切削用材料は、スーパーエンプラのPPSから汎用素材のPP、PEまでを取り揃え、独自の技術によって低歪で高品質な商品として継続的に拡充してまいります。
マイクロモータは、電子錠、ポンプ、防護マスク、自転車用途へと多種多様なニーズにマッチした商品を市場に提供するとともに、ギアなど周辺部材の開発、拡充を進めることにより事業領域の拡大を図ってまいります。
さらに、社会課題解決への取り組みとして事業部内に「エコプラプロジェクト」を発足させ、環境に配慮した原材料情報の調査およびプレート製品の企画検討や既存製品を循環利用するためのスキーム検討などを継続して進めてまいります。
機能フィルム事業セグメント
2022年4月からプラスチック資源循環促進法が施行され、ブランドオーナー、コンバーターからは、更に地球環境保護の要望が高まっています。熱収縮フィルム、ジッパーを通じて、その要望に応えるべく、リサイクルし易いように設計した製品、「カーボンニュートラル」を特徴とするバイオマス原料を使用した製品、プラスチックごみによる環境汚染に配慮した生分解性プラスチックを使用した製品、そしてリサイクル可能な原料を使用した製品を開発し、環境に調和した循環型社会の実現に向けた製品を販売してまいります。
具体的には、熱収縮フィルム分野で、PS系熱収縮フィルムでは業界初となるバイオマス成分を含有し「バイオマスマーク」を取得した“BP10”を、PET系熱収縮フィルムでは米国連結子会社Bonset America Corporationから、リサイクル性が優れた点で米国リサイクル協議会「The Association of Plastic Recyclers」から認定を受けた“BonpetRenew”を販売・展開しております。
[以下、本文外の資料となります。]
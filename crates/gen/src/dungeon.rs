//! Dungeon state shared by every pipeline phase.
//!
//! The [`Dungeon`] owns the occupancy grid, the scene registry and the typed
//! records (rooms, corridors, occupants) that point into both.

use delve_common::{EntityId, EntityKind, GridCoord, Transform};
use delve_grid::SpatialGrid;
use delve_kernel::Scene;
use glam::Vec3;
use serde::{Deserialize, Serialize};
use std::collections::{BTreeSet, VecDeque};

use crate::barriers::BarrierSpec;

/// Index of a room in placement order. Room 0 is always the starting room.
#[derive(Debug, Clone, Copy, PartialEq, Eq, Hash, PartialOrd, Ord, Serialize, Deserialize)]
pub struct RoomId(pub usize);

/// A barrier record owned by its room.
#[derive(Debug, Clone, PartialEq)]
pub struct PlacedBarrier {
    pub spec: BarrierSpec,
    pub entity: EntityId,
}

/// One placed chamber occupying a single grid cell.
#[derive(Debug, Clone)]
pub struct Room {
    pub id: RoomId,
    pub coord: GridCoord,
    pub entity: EntityId,
    /// World-space transform of the room geometry.
    pub transform: Transform,
    pub(crate) connections: BTreeSet<RoomId>,
    pub(crate) barriers: Vec<PlacedBarrier>,
}

impl Room {
    pub fn position(&self) -> Vec3 {
        self.transform.position
    }

    /// Rooms directly corridor-connected to this one.
    pub fn connections(&self) -> &BTreeSet<RoomId> {
        &self.connections
    }

    pub fn is_connected_to(&self, other: RoomId) -> bool {
        self.connections.contains(&other)
    }

    pub fn barriers(&self) -> &[PlacedBarrier] {
        &self.barriers
    }
}

/// One corridor piece.
#[derive(Debug, Clone, PartialEq)]
pub struct Corridor {
    pub coord: GridCoord,
    pub entity: EntityId,
    /// `Corridor` or `VerticalCorridor`.
    pub kind: EntityKind,
    /// The room pair this piece was carved for.
    pub link: (RoomId, RoomId),
    /// Whether the piece claimed its grid cell. Vertical links between stacked
    /// rooms sit on the upper room's cell and leave the grid unchanged.
    pub carved: bool,
}

/// An enemy or pickup assigned to a room.
#[derive(Debug, Clone, PartialEq)]
pub struct Occupant {
    pub room: RoomId,
    pub kind: EntityKind,
    pub entity: EntityId,
    /// Transform relative to the room.
    pub transform: Transform,
}

/// Grid, scene and the typed records of one generated dungeon.
#[derive(Debug, Clone)]
pub struct Dungeon {
    pub(crate) grid: SpatialGrid,
    pub(crate) scene: Scene,
    pub(crate) rooms: Vec<Room>,
    pub(crate) corridors: Vec<Corridor>,
    pub(crate) occupants: Vec<Occupant>,
    pub(crate) origin: Vec3,
}

impl Dungeon {
    pub fn new(grid_size: u32, cell_size: f32, origin: Vec3) -> Self {
        Self {
            grid: SpatialGrid::new(grid_size, cell_size),
            scene: Scene::new(),
            rooms: Vec::new(),
            corridors: Vec::new(),
            occupants: Vec::new(),
            origin,
        }
    }

    pub fn grid(&self) -> &SpatialGrid {
        &self.grid
    }

    pub fn scene(&self) -> &Scene {
        &self.scene
    }

    /// Mutable scene access for hosts that drain its event log.
    pub fn scene_mut(&mut self) -> &mut Scene {
        &mut self.scene
    }

    pub fn rooms(&self) -> &[Room] {
        &self.rooms
    }

    pub fn room(&self, id: RoomId) -> Option<&Room> {
        self.rooms.get(id.0)
    }

    pub fn room_count(&self) -> usize {
        self.rooms.len()
    }

    pub fn room_at(&self, coord: GridCoord) -> Option<RoomId> {
        self.rooms.iter().find(|r| r.coord == coord).map(|r| r.id)
    }

    pub fn corridors(&self) -> &[Corridor] {
        &self.corridors
    }

    pub fn occupants(&self) -> &[Occupant] {
        &self.occupants
    }

    pub fn origin(&self) -> Vec3 {
        self.origin
    }

    /// World position of a grid cell, offset by the dungeon origin.
    pub fn cell_world_position(&self, coord: GridCoord) -> Vec3 {
        self.origin + self.grid.grid_to_world(coord)
    }

    pub fn are_connected(&self, a: RoomId, b: RoomId) -> bool {
        self.room(a).is_some_and(|r| r.is_connected_to(b))
    }

    /// Record an undirected edge. Returns false for self-links, unknown rooms
    /// and edges that already exist.
    pub(crate) fn link(&mut self, a: RoomId, b: RoomId) -> bool {
        if a == b || a.0 >= self.rooms.len() || b.0 >= self.rooms.len() {
            return false;
        }
        let added = self.rooms[a.0].connections.insert(b);
        self.rooms[b.0].connections.insert(a);
        added
    }

    /// Every room reachable from `start` over recorded connections.
    pub fn reachable_from(&self, start: RoomId) -> BTreeSet<RoomId> {
        let mut seen = BTreeSet::new();
        if self.room(start).is_none() {
            return seen;
        }
        let mut queue = VecDeque::from([start]);
        seen.insert(start);
        while let Some(id) = queue.pop_front() {
            for next in &self.rooms[id.0].connections {
                if seen.insert(*next) {
                    queue.push_back(*next);
                }
            }
        }
        seen
    }

    /// True when every room can reach every other room. Trivially true for
    /// zero or one room.
    pub fn is_fully_connected(&self) -> bool {
        match self.rooms.first() {
            None => true,
            Some(first) => self.reachable_from(first.id).len() == self.rooms.len(),
        }
    }

    /// Despawn everything this dungeon instantiated and forget the records.
    /// Barriers go first, then rooms with their children, then corridors.
    /// Returns the number of scene entities removed.
    pub fn teardown(&mut self) -> usize {
        let mut removed = 0;
        for room in &mut self.rooms {
            for barrier in room.barriers.drain(..) {
                removed += self.scene.despawn_recursive(barrier.entity);
            }
        }
        for room in &self.rooms {
            removed += self.scene.despawn_recursive(room.entity);
        }
        for corridor in &self.corridors {
            removed += self.scene.despawn_recursive(corridor.entity);
        }
        removed += self.scene.clear();
        self.rooms.clear();
        self.corridors.clear();
        self.occupants.clear();
        tracing::debug!(removed, "dungeon torn down");
        removed
    }

    /// Tear down and reallocate an empty grid. Returns the number of scene
    /// entities removed.
    pub fn reset(&mut self, grid_size: u32, cell_size: f32, origin: Vec3) -> usize {
        let removed = self.teardown();
        self.grid.reset(grid_size, cell_size);
        self.origin = origin;
        removed
    }
}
ジッパー分野では、セルロースコンパウンドを51%含む“紙製ジッパー”の開発に成功し販売の準備を進めております。また、パウチそのものを単一素材で作りリサイクルする指向に基づいた「モノマテリアル」に最適なジッパー開発も進んでおり、近々欧州、北米への販売を開始する予定です。
機能性製品としては、“幼児誤飲防止用ジッパー(チャイルドレジスタンスジッパー)”の発売を予定しています。幼児が開封しくい構造になっており、薬品、化学物質等の誤飲抑止の機能がついた製品です。
当ジッパーを使用したパウチは、チャイルドレジスタンス機能の認証(FDA1700.20、ISO83217)を取得しております。
今後も独自性のある機能性製品の開発を進めてまいります。
全社(共通)
研究開発部門は、未来の変化・需要を見据えて、グループ全体のコア・テクノロジーを活かした技術開発を進め、さらにはオープンイノベーションや外部専門家の活用など研究開発費を積極的に投入、且つ外部企業や大学・研究機関との交流やDXの活用を行うことで開発のスピードアップを図ります。
また、高度な配合設計技術、形状(意匠)設計技術、性能・分析評価技術、設備設計技術、成形加工技術を活用して、独自性・優位性のある素材の開発、高付加価値な機能性フィルム・シートの開発、施工技術・新工法の開発、新しい機能を生み出せるプロセスの構築などに注力し、次世代を担う新製品・新事業を創り出すことにチャレンジし、実現いたします。